### What is required
The response has to be every entry, printed word for word.

### Dataset records
━━━━━━━━━━━━━━━━━━━━━━━━━━━━━━

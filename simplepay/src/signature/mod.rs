//! Message authentication for both gateway protocol generations.
//!
//! The gateway speaks two incompatible dialects:
//!
//! | Generation | Canonical payload                   | MAC          | Encoding        |
//! |------------|-------------------------------------|--------------|-----------------|
//! | Modern     | JSON document, byte for byte        | HMAC-SHA384  | base64          |
//! | Legacy     | length-prefixed chain of scalars    | HMAC-MD5     | lowercase hex   |
//!
//! Both are exposed through the [`Signer`] trait so that the components that
//! sign or verify never care which one they hold. The merchant secret is
//! trimmed of surrounding whitespace before use, and an empty secret or an
//! empty payload is refused with [`GatewayError::MissingSignatureInput`].
//!
//! Verification never returns an error for a wrong signature. It returns a
//! [`SignatureCheck`] carrying both values, so callers can log the mismatch
//! and decide what to do.
//!
//! # Examples
//!
//! ```
//! use simplepay::{
//!     merchant::SecretKey,
//!     signature::{ModernSigner, Signer},
//! };
//!
//! let key = SecretKey::from("S1");
//! let body = br#"{"merchant":"M1","orderRef":"101"}"#;
//!
//! let signature = ModernSigner.sign(&key, body)?;
//! assert!(ModernSigner.verify(&key, body, &signature)?.valid);
//! # Ok::<(), simplepay::error::GatewayError>(())
//! ```

pub mod legacy;
pub mod modern;

pub use legacy::{LegacySigner, chain_message, scalar_text};
pub use modern::{ModernSigner, canonical_json, canonical_json_str};

use crate::{
    error::{GatewayError, Result},
    merchant::SecretKey,
};

/// Value returned by [`signature_from_headers`] when no `Signature` header exists.
pub const MISSING_HEADER_SIGNATURE: &str = "MISSING_HEADER_SIGNATURE";

/// Name of the header carrying modern signatures.
pub const SIGNATURE_HEADER: &str = "Signature";

/// MAC algorithm of a protocol generation.
#[derive(Debug, Clone, Copy, PartialEq, Eq, Hash)]
pub enum Algorithm {
    /// HMAC-SHA384 over a JSON document, base64 encoded.
    HmacSha384Json,
    /// HMAC-MD5 over a length-prefixed value chain, hex encoded.
    HmacMd5Positional,
}

impl Algorithm {
    /// Short name used in log records.
    #[must_use]
    pub const fn as_str(&self) -> &'static str {
        match self {
            Self::HmacSha384Json => "HMAC-SHA384-JSON",
            Self::HmacMd5Positional => "HMAC-MD5-POSITIONAL",
        }
    }
}

/// Outcome of a signature verification.
#[derive(Debug, Clone, PartialEq, Eq)]
pub struct SignatureCheck {
    /// Whether the received signature matched.
    pub valid: bool,
    /// Signature computed locally.
    pub expected: String,
    /// Signature carried by the message.
    pub received: String,
}

impl SignatureCheck {
    /// Converts a failed check into [`GatewayError::SignatureMismatch`].
    ///
    /// # Errors
    ///
    /// Returns the mismatch error when `valid` is `false`.
    pub fn into_result(self) -> Result<()> {
        if self.valid {
            Ok(())
        } else {
            Err(GatewayError::SignatureMismatch { expected: self.expected, received: self.received })
        }
    }
}

/// Signing capability of one protocol generation.
///
/// Implementations are stateless; the merchant secret is passed per call
/// because it is resolved per operation.
pub trait Signer: Send + Sync + std::fmt::Debug {
    /// Algorithm implemented by this signer.
    fn algorithm(&self) -> Algorithm;

    /// Computes the encoded MAC of `message`.
    ///
    /// # Errors
    ///
    /// Returns [`GatewayError::MissingSignatureInput`] for an empty key or message.
    fn sign(&self, key: &SecretKey, message: &[u8]) -> Result<String>;

    /// Recomputes the MAC of `message` and compares it to `received` in constant time.
    ///
    /// # Errors
    ///
    /// Returns [`GatewayError::MissingSignatureInput`] for an empty key or
    /// message. A wrong or undecodable `received` value is reported through
    /// [`SignatureCheck::valid`], not as an error.
    fn verify(&self, key: &SecretKey, message: &[u8], received: &str) -> Result<SignatureCheck>;
}

/// Finds the `Signature` header, ignoring name case.
///
/// Returns [`MISSING_HEADER_SIGNATURE`] when the header is absent.
///
/// # Examples
///
/// ```
/// use simplepay::signature::{MISSING_HEADER_SIGNATURE, signature_from_headers};
///
/// let headers = [("content-type", "application/json"), ("SIGNATURE", "abc=")];
/// assert_eq!(signature_from_headers(headers), "abc=");
///
/// let none: [(&str, &str); 0] = [];
/// assert_eq!(signature_from_headers(none), MISSING_HEADER_SIGNATURE);
/// ```
#[must_use]
pub fn signature_from_headers<I, K, V>(headers: I) -> String
where
    I: IntoIterator<Item = (K, V)>,
    K: AsRef<str>,
    V: AsRef<str>,
{
    headers
        .into_iter()
        .find(|(name, _)| name.as_ref().trim().eq_ignore_ascii_case(SIGNATURE_HEADER))
        .map_or_else(|| MISSING_HEADER_SIGNATURE.to_owned(), |(_, value)| value.as_ref().trim().to_owned())
}

pub(crate) fn require_input(key: &SecretKey, message: &[u8]) -> Result<()> {
    if key.is_empty() {
        return Err(GatewayError::MissingSignatureInput("merchant secret is empty".to_owned()));
    }
    if message.is_empty() {
        return Err(GatewayError::MissingSignatureInput("nothing to sign".to_owned()));
    }
    Ok(())
}

#[cfg(test)]
mod tests {
    mod proptest_signatures;

    use super::*;

    #[test]
    fn test_header_lookup_case_insensitive() {
        let headers = vec![
            ("Date".to_owned(), "today".to_owned()),
            ("signature".to_owned(), " xyz ".to_owned()),
        ];
        assert_eq!(signature_from_headers(headers), "xyz");
    }

    #[test]
    fn test_header_missing_sentinel() {
        let headers = [("Signature-Input", "sig1=()")];
        assert_eq!(signature_from_headers(headers), MISSING_HEADER_SIGNATURE);
    }

    #[test]
    fn test_check_into_result() {
        let ok = SignatureCheck { valid: true, expected: "a".into(), received: "a".into() };
        assert!(ok.into_result().is_ok());

        let bad = SignatureCheck { valid: false, expected: "a".into(), received: "b".into() };
        assert!(matches!(bad.into_result(), Err(GatewayError::SignatureMismatch { .. })));
    }

    #[test]
    fn test_require_input() {
        assert!(require_input(&SecretKey::from(" "), b"x").is_err());
        assert!(require_input(&SecretKey::from("k"), b"").is_err());
        assert!(require_input(&SecretKey::from("k"), b"x").is_ok());
    }

    #[test]
    fn test_algorithm_names() {
        assert_eq!(ModernSigner.algorithm().as_str(), "HMAC-SHA384-JSON");
        assert_eq!(LegacySigner.algorithm().as_str(), "HMAC-MD5-POSITIONAL");
    }
}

━━━━━━━━━━━━━━━━━━━━━━━━━━━━━━

### Response
filename simplepay/src/signature/mod.rs
//! Message authentication for both gateway protocol generations.
//!
//! The gateway speaks two incompatible dialects:
//!
//! | Generation | Canonical payload                   | MAC          | Encoding        |
//! |------------|-------------------------------------|--------------|-----------------|
//! | Modern     | JSON document, byte for byte        | HMAC-SHA384  | base64          |
//! | Legacy     | length-prefixed chain of scalars    | HMAC-MD5     | lowercase hex   |
//!
//! Both are exposed through the [`Signer`] trait so that the components that
//! sign or verify never care which one they hold. The merchant secret is
//! trimmed of surrounding whitespace before use, and an empty secret or an
//! empty payload is refused with [`GatewayError::MissingSignatureInput`].
//!
//! Verification never returns an error for a wrong signature. It returns a
//! [`SignatureCheck`] carrying both values, so callers can log the mismatch
//! and decide what to do.
//!
//! # Examples
//!
//! ```
//! use simplepay::{
//!     merchant::SecretKey,
//!     signature::{ModernSigner, Signer},
//! };
//!
//! let key = SecretKey::from("S1");
//! let body = br#"{"merchant":"M1","orderRef":"101"}"#;
//!
//! let signature = ModernSigner.sign(&key, body)?;
//! assert!(ModernSigner.verify(&key, body, &signature)?.valid);
//! # Ok::<(), simplepay::error::GatewayError>(())
//! ```

pub mod legacy;
pub mod modern;

pub use legacy::{LegacySigner, chain_message, scalar_text};
pub use modern::{ModernSigner, canonical_json, canonical_json_str};

use crate::{
    error::{GatewayError, Result},
    merchant::SecretKey,
};

/// Value returned by [`signature_from_headers`] when no `Signature` header exists.
pub const MISSING_HEADER_SIGNATURE: &str = "MISSING_HEADER_SIGNATURE";

/// Name of the header carrying modern signatures.
pub const SIGNATURE_HEADER: &str = "Signature";

/// MAC algorithm of a protocol generation.
#[derive(Debug, Clone, Copy, PartialEq, Eq, Hash)]
pub enum Algorithm {
    /// HMAC-SHA384 over a JSON document, base64 encoded.
    HmacSha384Json,
    /// HMAC-MD5 over a length-prefixed value chain, hex encoded.
    HmacMd5Positional,
}

impl Algorithm {
    /// Short name used in log records.
    #[must_use]
    pub const fn as_str(&self) -> &'static str {
        match self {
            Self::HmacSha384Json => "HMAC-SHA384-JSON",
            Self::HmacMd5Positional => "HMAC-MD5-POSITIONAL",
        }
    }
}

/// Outcome of a signature verification.
#[derive(Debug, Clone, PartialEq, Eq)]
pub struct SignatureCheck {
    /// Whether the received signature matched.
    pub valid: bool,
    /// Signature computed locally.
    pub expected: String,
    /// Signature carried by the message.
    pub received: String,
}

impl SignatureCheck {
    /// Converts a failed check into [`GatewayError::SignatureMismatch`].
    ///
    /// # Errors
    ///
    /// Returns the mismatch error when `valid` is `false`.
    pub fn into_result(self) -> Result<()> {
        if self.valid {
            Ok(())
        } else {
            Err(GatewayError::SignatureMismatch { expected: self.expected, received: self.received })
        }
    }
}

/// Signing capability of one protocol generation.
///
/// Implementations are stateless; the merchant secret is passed per call
/// because it is resolved per operation.
pub trait Signer: Send + Sync + std::fmt::Debug {
    /// Algorithm implemented by this signer.
    fn algorithm(&self) -> Algorithm;

    /// Computes the encoded MAC of `message`.
    ///
    /// # Errors
    ///
    /// Returns [`GatewayError::MissingSignatureInput`] for an empty key or message.
    fn sign(&self, key: &SecretKey, message: &[u8]) -> Result<String>;

    /// Recomputes the MAC of `message` and compares it to `received` in constant time.
    ///
    /// # Errors
    ///
    /// Returns [`GatewayError::MissingSignatureInput`] for an empty key or
    /// message. A wrong or undecodable `received` value is reported through
    /// [`SignatureCheck::valid`], not as an error.
    fn verify(&self, key: &SecretKey, message: &[u8], received: &str) -> Result<SignatureCheck>;
}

/// Finds the `Signature` header, ignoring name case.
///
/// Returns [`MISSING_HEADER_SIGNATURE`] when the header is absent.
///
/// # Examples
///
/// ```
/// use simplepay::signature::{MISSING_HEADER_SIGNATURE, signature_from_headers};
///
/// let headers = [("content-type", "application/json"), ("SIGNATURE", "abc=")];
/// assert_eq!(signature_from_headers(headers), "abc=");
///
/// let none: [(&str, &str); 0] = [];
/// assert_eq!(signature_from_headers(none), MISSING_HEADER_SIGNATURE);
/// ```
#[must_use]
pub fn signature_from_headers<I, K, V>(headers: I) -> String
where
    I: IntoIterator<Item = (K, V)>,
    K: AsRef<str>,
    V: AsRef<str>,
{
    headers
        .into_iter()
        .find(|(name, _)| name.as_ref().trim().eq_ignore_ascii_case(SIGNATURE_HEADER))
        .map_or_else(|| MISSING_HEADER_SIGNATURE.to_owned(), |(_, value)| value.as_ref().trim().to_owned())
}

pub(crate) fn require_input(key: &SecretKey, message: &[u8]) -> Result<()> {
    if key.is_empty() {
        return Err(GatewayError::MissingSignatureInput("merchant secret is empty".to_owned()));
    }
    if message.is_empty() {
        return Err(GatewayError::MissingSignatureInput("nothing to sign".to_owned()));
    }
    Ok(())
}

#[cfg(test)]
mod tests {
    mod proptest_signatures;

    use super::*;

    #[test]
    fn test_header_lookup_case_insensitive() {
        let headers = vec![
            ("Date".to_owned(), "today".to_owned()),
            ("signature".to_owned(), " xyz ".to_owned()),
        ];
        assert_eq!(signature_from_headers(headers), "xyz");
    }

    #[test]
    fn test_header_missing_sentinel() {
        let headers = [("Signature-Input", "sig1=()")];
        assert_eq!(signature_from_headers(headers), MISSING_HEADER_SIGNATURE);
    }

    #[test]
    fn test_check_into_result() {
        let ok = SignatureCheck { valid: true, expected: "a".into(), received: "a".into() };
        assert!(ok.into_result().is_ok());

        let bad = SignatureCheck { valid: false, expected: "a".into(), received: "b".into() };
        assert!(matches!(bad.into_result(), Err(GatewayError::SignatureMismatch { .. })));
    }

    #[test]
    fn test_require_input() {
        assert!(require_input(&SecretKey::from(" "), b"x").is_err());
        assert!(require_input(&SecretKey::from("k"), b"").is_err());
        assert!(require_input(&SecretKey::from("k"), b"x").is_ok());
    }

    #[test]
    fn test_algorithm_names() {
        assert_eq!(ModernSigner.algorithm().as_str(), "HMAC-SHA384-JSON");
        assert_eq!(LegacySigner.algorithm().as_str(), "HMAC-MD5-POSITIONAL");
    }
}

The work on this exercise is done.